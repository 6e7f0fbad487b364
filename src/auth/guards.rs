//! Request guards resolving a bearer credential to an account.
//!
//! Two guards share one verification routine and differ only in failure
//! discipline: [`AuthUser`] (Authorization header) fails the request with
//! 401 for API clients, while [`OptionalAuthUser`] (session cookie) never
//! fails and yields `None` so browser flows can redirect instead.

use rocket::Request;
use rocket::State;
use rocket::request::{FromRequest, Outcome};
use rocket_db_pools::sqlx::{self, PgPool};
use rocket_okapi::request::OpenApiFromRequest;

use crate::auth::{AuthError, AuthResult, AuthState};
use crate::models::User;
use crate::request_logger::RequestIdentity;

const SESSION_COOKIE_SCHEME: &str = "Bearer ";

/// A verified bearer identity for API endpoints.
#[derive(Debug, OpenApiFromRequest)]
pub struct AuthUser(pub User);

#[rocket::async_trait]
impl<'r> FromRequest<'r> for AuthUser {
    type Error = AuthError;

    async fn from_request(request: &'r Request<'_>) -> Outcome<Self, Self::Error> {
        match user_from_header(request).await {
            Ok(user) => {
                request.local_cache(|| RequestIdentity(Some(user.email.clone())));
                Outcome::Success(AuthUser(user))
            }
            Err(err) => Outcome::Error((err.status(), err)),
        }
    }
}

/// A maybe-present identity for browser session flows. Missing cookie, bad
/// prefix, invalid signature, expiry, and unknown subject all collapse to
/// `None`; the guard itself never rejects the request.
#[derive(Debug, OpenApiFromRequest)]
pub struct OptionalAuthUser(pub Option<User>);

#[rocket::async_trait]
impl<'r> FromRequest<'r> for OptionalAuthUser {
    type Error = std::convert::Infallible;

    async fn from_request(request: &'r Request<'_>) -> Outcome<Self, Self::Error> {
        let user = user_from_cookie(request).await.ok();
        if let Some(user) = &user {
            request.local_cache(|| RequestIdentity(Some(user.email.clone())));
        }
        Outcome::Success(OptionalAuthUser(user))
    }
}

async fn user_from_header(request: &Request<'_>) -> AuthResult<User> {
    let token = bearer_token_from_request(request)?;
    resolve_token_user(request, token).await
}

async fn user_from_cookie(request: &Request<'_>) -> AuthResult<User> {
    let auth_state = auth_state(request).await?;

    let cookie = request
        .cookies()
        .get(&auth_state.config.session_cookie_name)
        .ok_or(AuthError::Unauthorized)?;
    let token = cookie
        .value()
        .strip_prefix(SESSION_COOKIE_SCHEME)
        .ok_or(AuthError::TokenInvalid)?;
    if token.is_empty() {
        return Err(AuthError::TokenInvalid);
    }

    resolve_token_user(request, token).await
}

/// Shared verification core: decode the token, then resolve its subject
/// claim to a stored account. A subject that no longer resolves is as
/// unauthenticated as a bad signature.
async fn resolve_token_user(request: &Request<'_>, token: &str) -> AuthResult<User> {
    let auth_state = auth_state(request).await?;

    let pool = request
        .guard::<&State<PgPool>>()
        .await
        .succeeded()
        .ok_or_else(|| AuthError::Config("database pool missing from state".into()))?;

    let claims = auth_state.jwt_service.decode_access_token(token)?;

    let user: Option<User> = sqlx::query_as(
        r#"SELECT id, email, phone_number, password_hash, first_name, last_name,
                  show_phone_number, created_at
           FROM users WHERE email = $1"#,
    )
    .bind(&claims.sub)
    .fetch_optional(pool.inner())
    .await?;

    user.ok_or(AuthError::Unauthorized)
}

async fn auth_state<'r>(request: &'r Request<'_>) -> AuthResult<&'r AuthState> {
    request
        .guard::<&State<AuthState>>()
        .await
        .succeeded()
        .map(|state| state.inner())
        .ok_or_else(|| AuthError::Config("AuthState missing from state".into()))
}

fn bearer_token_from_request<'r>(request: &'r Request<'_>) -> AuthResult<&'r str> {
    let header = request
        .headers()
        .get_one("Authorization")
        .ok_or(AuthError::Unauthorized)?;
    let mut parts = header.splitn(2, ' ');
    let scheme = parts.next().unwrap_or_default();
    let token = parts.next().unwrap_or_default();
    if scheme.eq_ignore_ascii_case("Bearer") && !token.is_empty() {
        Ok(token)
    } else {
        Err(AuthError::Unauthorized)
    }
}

::::::::

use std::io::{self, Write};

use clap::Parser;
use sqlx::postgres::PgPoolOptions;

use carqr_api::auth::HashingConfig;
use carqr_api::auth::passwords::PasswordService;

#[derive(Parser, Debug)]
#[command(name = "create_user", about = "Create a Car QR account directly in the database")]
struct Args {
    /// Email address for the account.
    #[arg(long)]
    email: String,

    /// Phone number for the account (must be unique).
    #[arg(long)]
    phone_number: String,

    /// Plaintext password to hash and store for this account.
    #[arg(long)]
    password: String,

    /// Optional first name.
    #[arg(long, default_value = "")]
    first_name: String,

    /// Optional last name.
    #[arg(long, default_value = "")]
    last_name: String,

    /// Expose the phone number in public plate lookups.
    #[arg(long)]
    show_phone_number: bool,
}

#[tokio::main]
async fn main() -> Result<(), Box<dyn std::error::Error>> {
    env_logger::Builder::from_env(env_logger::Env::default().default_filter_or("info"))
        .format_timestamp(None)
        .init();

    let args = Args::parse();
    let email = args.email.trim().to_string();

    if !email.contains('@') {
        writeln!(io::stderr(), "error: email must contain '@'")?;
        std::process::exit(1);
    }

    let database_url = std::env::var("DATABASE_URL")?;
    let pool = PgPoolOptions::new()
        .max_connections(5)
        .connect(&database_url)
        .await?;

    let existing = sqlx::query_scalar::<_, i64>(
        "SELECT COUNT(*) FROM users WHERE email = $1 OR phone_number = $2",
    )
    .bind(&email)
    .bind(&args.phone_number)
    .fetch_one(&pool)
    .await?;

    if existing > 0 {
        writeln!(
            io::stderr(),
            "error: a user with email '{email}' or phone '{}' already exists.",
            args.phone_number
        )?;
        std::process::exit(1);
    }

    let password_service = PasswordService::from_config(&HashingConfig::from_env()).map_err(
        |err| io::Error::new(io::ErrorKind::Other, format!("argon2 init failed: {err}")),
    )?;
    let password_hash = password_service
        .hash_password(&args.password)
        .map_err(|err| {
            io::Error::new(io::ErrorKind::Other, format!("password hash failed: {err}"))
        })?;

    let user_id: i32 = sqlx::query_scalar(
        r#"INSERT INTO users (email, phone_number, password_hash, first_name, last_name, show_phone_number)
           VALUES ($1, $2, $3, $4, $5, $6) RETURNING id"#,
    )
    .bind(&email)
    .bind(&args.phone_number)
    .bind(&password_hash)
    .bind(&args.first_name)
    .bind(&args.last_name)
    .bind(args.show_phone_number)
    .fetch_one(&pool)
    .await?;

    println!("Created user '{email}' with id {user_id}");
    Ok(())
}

::::::::

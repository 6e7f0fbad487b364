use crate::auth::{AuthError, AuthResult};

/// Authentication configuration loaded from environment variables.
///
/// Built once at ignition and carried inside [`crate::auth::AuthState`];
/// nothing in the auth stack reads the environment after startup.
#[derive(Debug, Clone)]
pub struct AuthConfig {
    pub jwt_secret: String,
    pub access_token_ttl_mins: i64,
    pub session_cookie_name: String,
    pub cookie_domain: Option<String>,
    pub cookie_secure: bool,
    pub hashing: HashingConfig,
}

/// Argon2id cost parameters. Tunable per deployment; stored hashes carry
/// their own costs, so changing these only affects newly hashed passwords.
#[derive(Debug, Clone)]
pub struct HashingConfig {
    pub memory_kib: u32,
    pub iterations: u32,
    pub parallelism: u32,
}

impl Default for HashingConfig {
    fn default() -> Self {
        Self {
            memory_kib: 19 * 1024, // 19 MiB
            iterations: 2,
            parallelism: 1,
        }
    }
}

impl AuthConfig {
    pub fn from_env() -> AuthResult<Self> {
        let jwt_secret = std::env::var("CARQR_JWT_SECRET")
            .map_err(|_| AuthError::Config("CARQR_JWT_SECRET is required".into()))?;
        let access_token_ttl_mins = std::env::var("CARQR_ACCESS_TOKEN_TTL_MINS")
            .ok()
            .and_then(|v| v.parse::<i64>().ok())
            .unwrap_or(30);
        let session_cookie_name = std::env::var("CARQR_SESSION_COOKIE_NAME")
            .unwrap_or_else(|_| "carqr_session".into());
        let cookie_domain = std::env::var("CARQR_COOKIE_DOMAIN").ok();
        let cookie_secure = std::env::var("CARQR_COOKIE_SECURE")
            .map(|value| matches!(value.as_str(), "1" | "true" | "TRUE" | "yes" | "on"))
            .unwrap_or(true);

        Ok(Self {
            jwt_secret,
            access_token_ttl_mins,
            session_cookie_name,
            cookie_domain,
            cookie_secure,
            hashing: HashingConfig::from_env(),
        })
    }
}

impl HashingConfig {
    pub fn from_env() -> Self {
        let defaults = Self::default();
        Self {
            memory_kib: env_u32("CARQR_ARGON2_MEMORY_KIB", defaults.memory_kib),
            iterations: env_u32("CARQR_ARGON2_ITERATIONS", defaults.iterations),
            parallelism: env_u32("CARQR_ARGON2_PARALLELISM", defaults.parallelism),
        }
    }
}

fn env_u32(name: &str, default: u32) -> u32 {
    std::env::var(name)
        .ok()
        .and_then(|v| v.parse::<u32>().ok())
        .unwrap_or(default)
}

::::::::

#### [THE TASK]
Whenever a line of the data includes the word "signature", show that line in full.

#### [YOUR SOLUTION]
/// prefix, invalid signature, expiry, and unknown subject all collapse to
/// unauthenticated as a bad signature.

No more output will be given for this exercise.